Je pense que la fatigue est le manteau de l’ennui. Quand on fait ce qu’on aime, on ne sent pas ce lourd vêtement sur soi. Il ne pèse soudain plus rien. La passion fait de nous des oiseaux.

J’ai toujours aimé lire. Surtout des livres exotiques. (…) À défaut de pouvoir voyager pour de vrai, je me baladais d’une page à l’autre, débarquais sur une image qui devenait mon île sauvage, puis je sautais à bord des mots qui se transformaient en barques bleues, voguant entre les virgules, pour m’emmener au-delà des songes.

Et je me suis souvent demandé comment faisaient ces femmes qui avaient perdu leurs enfants à la guerre, pour continuer à prier. Ma rage s’est adoucie grâce à cette fusion que je ressentais avec la nature. Tous les jours, je marchais à travers ce livre ouvert que nous avait offert le divin. Et même s’il lui arrivait d’arracher des pages, c’était quand même un beau cadeau que de voir pousser des fleurs, d’entendre chanter les oiseaux, ou murmurer l’eau des ruisseaux.

Le silence est la plus belle des peintures parce qu’elle les contient toutes.

Quand on veut faire ce qu’on aime, on trouve toujours du temps. Les gens qui disent qu’ils n’ont pas le temps ont de mauvaises excuses. C’est tout simplement qu’ils n’ont ni l’envie ni la volonté. Parce que pour ça, c’est sûr qu’il en faut une sacrée dose ! Ou alors c’est parce qu’ils ont peur. La peur peut être un moteur si on arrive à en rire. Pas l’angoisse qui est un frein à la création.

On peut fuir quelqu’un, mais pas soi. Il faut une sacrée force pour échapper à ses démons. L’art ou le sport sont des clefs qui peuvent déverrouiller nos portes intérieures.

Je le répète, il faut TOUT faire pour réaliser ses rêves, quitte à échouer ! La seule chose qu’on peut regretter à la fin de sa vie, et c’est la pire : c’est de ne pas avoir essayé.
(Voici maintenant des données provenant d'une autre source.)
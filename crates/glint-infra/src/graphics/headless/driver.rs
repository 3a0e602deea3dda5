// Copyright 2025 eraflo
//
// Licensed under the Apache License, Version 2.0 (the "License");
// you may not use this file except in compliance with the License.
// You may obtain a copy of the License at
//
//     http://www.apache.org/licenses/LICENSE-2.0
//
// Unless required by applicable law or agreed to in writing, software
// distributed under the License is distributed on an "AS IS" BASIS,
// WITHOUT WARRANTIES OR CONDITIONS OF ANY KIND, either express or implied.
// See the License for the specific language governing permissions and
// limitations under the License.

//! In-memory implementation of [`GlDriver`].

use super::reflection::reflect_inputs;
use glint_core::renderer::api::*;
use glint_core::GlDriver;
use std::any::Any;
use std::cell::RefCell;
use std::collections::{BTreeMap, HashMap, HashSet};

const GL_INVALID_VALUE: u32 = 0x0501;
const GL_INVALID_OPERATION: u32 = 0x0502;

const STATUS_COMPLETE: u32 = 0x8CD5;
const STATUS_UNDEFINED: u32 = 0x8219;
const STATUS_INCOMPLETE_ATTACHMENT: u32 = 0x8CD6;
const STATUS_MISSING_ATTACHMENT: u32 = 0x8CD7;
const STATUS_INCOMPLETE_MULTISAMPLE: u32 = 0x8D56;

/// The kinds of objects the headless driver allocates.
#[derive(Debug, Clone, Copy, PartialEq, Eq, Hash)]
pub enum ObjectKind {
    /// A buffer object.
    Buffer,
    /// A texture object.
    Texture,
    /// A renderbuffer object.
    Renderbuffer,
    /// A framebuffer object.
    Framebuffer,
    /// A shader object.
    Shader,
    /// A program object.
    Program,
    /// A vertex array object.
    VertexArray,
}

/// Width, height and samples of an allocated image.
type Extent = (u32, u32, u32);

#[derive(Debug)]
enum Object {
    Buffer(Vec<u8>),
    Texture(Option<Extent>),
    Renderbuffer(Option<Extent>),
    Framebuffer {
        colors: BTreeMap<u32, Handle>,
        depth: Option<Handle>,
    },
    Shader {
        stage: ShaderStage,
        source: String,
    },
    Program(Vec<ActiveAttribute>),
    VertexArray {
        pointers: Vec<AttribPointer>,
        divisors: HashMap<u32, u32>,
        enabled: HashSet<u32>,
    },
}

impl Object {
    fn kind(&self) -> ObjectKind {
        match self {
            Object::Buffer(_) => ObjectKind::Buffer,
            Object::Texture(_) => ObjectKind::Texture,
            Object::Renderbuffer(_) => ObjectKind::Renderbuffer,
            Object::Framebuffer { .. } => ObjectKind::Framebuffer,
            Object::Shader { .. } => ObjectKind::Shader,
            Object::Program(_) => ObjectKind::Program,
            Object::VertexArray { .. } => ObjectKind::VertexArray,
        }
    }
}

#[derive(Debug)]
struct State {
    next_handle: u32,
    objects: HashMap<Handle, Object>,
    deletions: HashMap<ObjectKind, usize>,
    buffers: HashMap<BufferTarget, Handle>,
    bindings: HashMap<BindingPoint, Handle>,
    enabled: HashSet<EnableFlag>,
    active_unit: u32,
    pack_alignment: u32,
    unpack_alignment: u32,
    viewport: Viewport,
    scissor: Viewport,
    line_width: f32,
    point_size: f32,
    polygon_mode: PolygonMode,
    blend: Option<(BlendFactor, BlendFactor)>,
    clear_color: [f32; 4],
    clears: Vec<(ClearMask, Option<Viewport>)>,
    error: u32,
    fail_next_allocation: bool,
    forced_status: Option<u32>,
    calls: Vec<String>,
}
// Copyright 2025 eraflo
//
// Licensed under the Apache License, Version 2.0 (the "License");
// you may not use this file except in compliance with the License.
// You may obtain a copy of the License at
//
//     http://www.apache.org/licenses/LICENSE-2.0
//
// Unless required by applicable law or agreed to in writing, software
// distributed under the License is distributed on an "AS IS" BASIS,
// WITHOUT WARRANTIES OR CONDITIONS OF ANY KIND, either express or implied.
// See the License for the specific language governing permissions and
// limitations under the License.

//! Driver-facing traits.

mod driver;

pub use self::driver::GlDriver;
Parce que l’image qu’on donne de soi, c’est celle que les autres nous renvoient. Elle nous insuffle de la force. Le reflet. Rien que ça. Une illusion qui fait du bien. Alors autant qu’elle soit belle.
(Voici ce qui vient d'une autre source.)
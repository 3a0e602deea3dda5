// Copyright 2025 eraflo
//
// Licensed under the Apache License, Version 2.0 (the "License");
// you may not use this file except in compliance with the License.
// You may obtain a copy of the License at
//
//     http://www.apache.org/licenses/LICENSE-2.0
//
// Unless required by applicable law or agreed to in writing, software
// distributed under the License is distributed on an "AS IS" BASIS,
// WITHOUT WARRANTIES OR CONDITIONS OF ANY KIND, either express or implied.
// See the License for the specific language governing permissions and
// limitations under the License.

//! Graphics driver backends.

#[cfg(feature = "headless")]
pub mod headless;
#[cfg(feature = "opengl")]
pub mod opengl;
En fait, ce Palais, c’est un peu un livre de pierres, avec des dessins et des mots. Un livre dans lequel on peut se promener sans devoir tourner les pages.

Plus on vieillit, plus on se rappelle son enfance. Sans doute parce qu’on y stocke les choses les plus essentielles de la vie. Le reste n’est que détails.
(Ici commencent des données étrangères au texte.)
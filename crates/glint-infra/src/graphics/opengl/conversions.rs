// Copyright 2025 eraflo
//
// Licensed under the Apache License, Version 2.0 (the "License");
// you may not use this file except in compliance with the License.
// You may obtain a copy of the License at
//
//     http://www.apache.org/licenses/LICENSE-2.0
//
// Unless required by applicable law or agreed to in writing, software
// distributed under the License is distributed on an "AS IS" BASIS,
// WITHOUT WARRANTIES OR CONDITIONS OF ANY KIND, either express or implied.
// See the License for the specific language governing permissions and
// limitations under the License.


use glint_core::renderer::api::{
    AttachmentPoint, BindingPoint, BlendFactor, BufferTarget, BufferUsage, ClearMask, EnableFlag,
    FloatParam, FramebufferTarget, IntegerParam, PixelStore, PolygonMode, ScalarType, ShaderStage,
    StringName, TexelFormat, TextureTarget,
};

/// Converts the core vocabulary into GL constants.
pub trait IntoGl<T> {
    /// Consumes self and converts it into a GL-compatible value.
    fn into_gl(self) -> T;
}

// --- Buffers ---

impl IntoGl<u32> for BufferTarget {
    fn into_gl(self) -> u32 {
        match self {
            BufferTarget::Array => glow::ARRAY_BUFFER,
            BufferTarget::ElementArray => glow::ELEMENT_ARRAY_BUFFER,
            BufferTarget::CopyRead => glow::COPY_READ_BUFFER,
            BufferTarget::CopyWrite => glow::COPY_WRITE_BUFFER,
        }
    }
}

impl IntoGl<u32> for BufferUsage {
    fn into_gl(self) -> u32 {
        match self {
            BufferUsage::StaticDraw => glow::STATIC_DRAW,
            BufferUsage::DynamicDraw => glow::DYNAMIC_DRAW,
        }
    }
}

// --- Textures ---

impl IntoGl<u32> for TextureTarget {
    fn into_gl(self) -> u32 {
        match self {
            TextureTarget::Texture2D => glow::TEXTURE_2D,
            TextureTarget::Texture2DMultisample => glow::TEXTURE_2D_MULTISAMPLE,
        }
    }
}

impl IntoGl<u32> for PixelStore {
    fn into_gl(self) -> u32 {
        match self {
            PixelStore::PackAlignment => glow::PACK_ALIGNMENT,
            PixelStore::UnpackAlignment => glow::UNPACK_ALIGNMENT,
        }
    }
}

/// The three GL enums a texel format expands to.
#[derive(Debug, Clone, Copy, PartialEq, Eq)]
pub struct GlTexelFormat {
    /// Sized internal format, e.g. `RGBA8`.
    pub internal: u32,
    /// Base pixel format of client data, e.g. `RGBA`.
    pub format: u32,
    /// Component type of client data.
    pub ty: u32,
}

impl IntoGl<GlTexelFormat> for TexelFormat {
    fn into_gl(self) -> GlTexelFormat {
        match self {
            TexelFormat::Depth => GlTexelFormat {
                internal: glow::DEPTH_COMPONENT24,
                format: glow::DEPTH_COMPONENT,
                ty: glow::FLOAT,
            },
            TexelFormat::Color { components, float } => {
                let (format, byte, float_internal) = match components {
                    1 => (glow::RED, glow::R8, glow::R32F),
                    2 => (glow::RG, glow::RG8, glow::RG32F),
                    3 => (glow::RGB, glow::RGB8, glow::RGB32F),
                    _ => (glow::RGBA, glow::RGBA8, glow::RGBA32F),
                };
                if float {
                    GlTexelFormat {
                        internal: float_internal,
                        format,
                        ty: glow::FLOAT,
                    }
                } else {
                    GlTexelFormat {
                        internal: byte,
                        format,
                        ty: glow::UNSIGNED_BYTE,
                    }
                }
            }
        }
    }
}

// --- Framebuffers ---

impl IntoGl<u32> for FramebufferTarget {
    fn into_gl(self) -> u32 {
        match self {
            FramebufferTarget::Framebuffer => glow::FRAMEBUFFER,
            FramebufferTarget::Read => glow::READ_FRAMEBUFFER,
            FramebufferTarget::Draw => glow::DRAW_FRAMEBUFFER,
        }
    }
}

impl IntoGl<u32> for AttachmentPoint {
    fn into_gl(self) -> u32 {
        match self {
            AttachmentPoint::Color(index) => glow::COLOR_ATTACHMENT0 + index,
            AttachmentPoint::Depth => glow::DEPTH_ATTACHMENT,
        }
    }
}

impl IntoGl<u32> for ClearMask {
    fn into_gl(self) -> u32 {
        let mut bits = 0;
        if self.contains(ClearMask::COLOR) {
            bits |= glow::COLOR_BUFFER_BIT;
        }
        if self.contains(ClearMask::DEPTH) {
            bits |= glow::DEPTH_BUFFER_BIT;
        }
        bits
    }
}

/// Binding points map to the `glGetIntegerv` parameter that reads them.
impl IntoGl<u32> for BindingPoint {
    fn into_gl(self) -> u32 {
        match self {
            BindingPoint::DrawFramebuffer => glow::DRAW_FRAMEBUFFER_BINDING,
            BindingPoint::ReadFramebuffer => glow::READ_FRAMEBUFFER_BINDING,
            BindingPoint::ArrayBuffer => glow::ARRAY_BUFFER_BINDING,
            BindingPoint::Texture2D => glow::TEXTURE_BINDING_2D,
            BindingPoint::Texture2DMultisample => glow::TEXTURE_BINDING_2D_MULTISAMPLE,
            BindingPoint::Renderbuffer => glow::RENDERBUFFER_BINDING,
            BindingPoint::VertexArray => glow::VERTEX_ARRAY_BINDING,
            BindingPoint::Program => glow::CURRENT_PROGRAM,
        }
    }
}

// --- Shaders and vertex input ---

impl IntoGl<u32> for ShaderStage {
    fn into_gl(self) -> u32 {
        self.info().gl_enum
    }
}

impl IntoGl<u32> for ScalarType {
    fn into_gl(self) -> u32 {
        match self {
            ScalarType::I8 => glow::BYTE,
            ScalarType::U8 => glow::UNSIGNED_BYTE,
            ScalarType::I16 => glow::SHORT,
            ScalarType::U16 => glow::UNSIGNED_SHORT,
            ScalarType::I32 => glow::INT,
            ScalarType::U32 => glow::UNSIGNED_INT,
            ScalarType::F32 => glow::FLOAT,
            ScalarType::F64 => glow::DOUBLE,
        }
    }
}

// --- Fixed-function state ---

impl IntoGl<u32> for EnableFlag {
    fn into_gl(self) -> u32 {
        match self {
            EnableFlag::Blend => glow::BLEND,
            EnableFlag::DepthTest => glow::DEPTH_TEST,
            EnableFlag::CullFace => glow::CULL_FACE,
            EnableFlag::Multisample => glow::MULTISAMPLE,
            EnableFlag::ProgramPointSize => glow::PROGRAM_POINT_SIZE,
            EnableFlag::PrimitiveRestartFixedIndex => glow::PRIMITIVE_RESTART_FIXED_INDEX,
            EnableFlag::ScissorTest => glow::SCISSOR_TEST,
            EnableFlag::RasterizerDiscard => glow::RASTERIZER_DISCARD,
        }
    }
}

impl IntoGl<u32> for PolygonMode {
    fn into_gl(self) -> u32 {
        match self {
            PolygonMode::Fill => glow::FILL,
            PolygonMode::Line => glow::LINE,
        }
    }
}

impl IntoGl<u32> for BlendFactor {
    fn into_gl(self) -> u32 {
        match self {
            BlendFactor::Zero => glow::ZERO,
            BlendFactor::One => glow::ONE,
            BlendFactor::SrcAlpha => glow::SRC_ALPHA,
            BlendFactor::OneMinusSrcAlpha => glow::ONE_MINUS_SRC_ALPHA,
        }
    }
}

impl IntoGl<u32> for StringName {
    fn into_gl(self) -> u32 {
        match self {
            StringName::Vendor => glow::VENDOR,
            StringName::Renderer => glow::RENDERER,
            StringName::Version => glow::VERSION,
        }
    }
}

impl IntoGl<u32> for IntegerParam {
    fn into_gl(self) -> u32 {
        match self {
            IntegerParam::MaxTextureImageUnits => glow::MAX_TEXTURE_IMAGE_UNITS,
            IntegerParam::MajorVersion => glow::MAJOR_VERSION,
            IntegerParam::MinorVersion => glow::MINOR_VERSION,
            IntegerParam::PackAlignment => glow::PACK_ALIGNMENT,
            IntegerParam::UnpackAlignment => glow::UNPACK_ALIGNMENT,
        }
    }
}

impl IntoGl<u32> for FloatParam {
    fn into_gl(self) -> u32 {
        match self {
            FloatParam::LineWidth => glow::LINE_WIDTH,
            FloatParam::PointSize => glow::POINT_SIZE,
        }
    }
}

#[cfg(test)]
mod tests {
    use super::*;

    #[test]
    fn color_formats_follow_component_count() {
        let rgb8: GlTexelFormat = TexelFormat::Color {
            components: 3,
            float: false,
        }
        .into_gl();
        assert_eq!(rgb8.internal, glow::RGB8);
        assert_eq!(rgb8.format, glow::RGB);
        assert_eq!(rgb8.ty, glow::UNSIGNED_BYTE);

        let r32f: GlTexelFormat = TexelFormat::Color {
            components: 1,
            float: true,
        }
        .into_gl();
        assert_eq!(r32f.internal, glow::R32F);
        assert_eq!(r32f.ty, glow::FLOAT);
    }

    #[test]
    fn depth_uses_24_bit_storage_with_float_transfer() {
        let depth: GlTexelFormat = TexelFormat::Depth.into_gl();
        assert_eq!(depth.internal, glow::DEPTH_COMPONENT24);
        assert_eq!(depth.format, glow::DEPTH_COMPONENT);
        assert_eq!(depth.ty, glow::FLOAT);
    }

    #[test]
    fn attachment_points_offset_from_color0() {
        let third: u32 = AttachmentPoint::Color(2).into_gl();
        assert_eq!(third, glow::COLOR_ATTACHMENT0 + 2);
        let depth: u32 = AttachmentPoint::Depth.into_gl();
        assert_eq!(depth, glow::DEPTH_ATTACHMENT);
    }

    #[test]
    fn clear_mask_bits() {
        let bits: u32 = ClearMask::COLOR_DEPTH.into_gl();
        assert_eq!(bits, glow::COLOR_BUFFER_BIT | glow::DEPTH_BUFFER_BIT);
        let color: u32 = ClearMask::COLOR.into_gl();
        assert_eq!(color, glow::COLOR_BUFFER_BIT);
    }

    #[test]
    fn shader_stages_match_gl_constants() {
        let vertex: u32 = ShaderStage::Vertex.into_gl();
        let compute: u32 = ShaderStage::Compute.into_gl();
        assert_eq!(vertex, glow::VERTEX_SHADER);
        assert_eq!(compute, glow::COMPUTE_SHADER);
        let tess: u32 = ShaderStage::TessControl.into_gl();
        assert_eq!(tess, glow::TESS_CONTROL_SHADER);
    }
}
Ne plus croire aux contes de fées, c’est piétiner les rêves, tomber dans le néant, devenir adulte. Et Dieu sait combien je les ai fuis, ces gens « raisonnables » et ennuyeux. Pas mon monde. Méfie-toi de ceux qui savent, ce sont des fossoyeurs de bonheur.

Mais si on ne s’habitue pas à la bêtise des gens, on finit par être rongé par elle. Il faut l’ignorer et avancer. La rancœur est un boulet. Et il y en a qui se complaisent avec cette entrave au pied… Ceux-là finissent toujours par tomber dans un trou.

Je l’ai déjà dit : il n’y a pas d’inaccessibles étoiles, sauf celles qui sont trop loin pour briller. Tant qu’une étoile n’est pas éteinte, on peut l’atteindre. Il faut juste bien la choisir pour pouvoir la toucher du bout des rêves.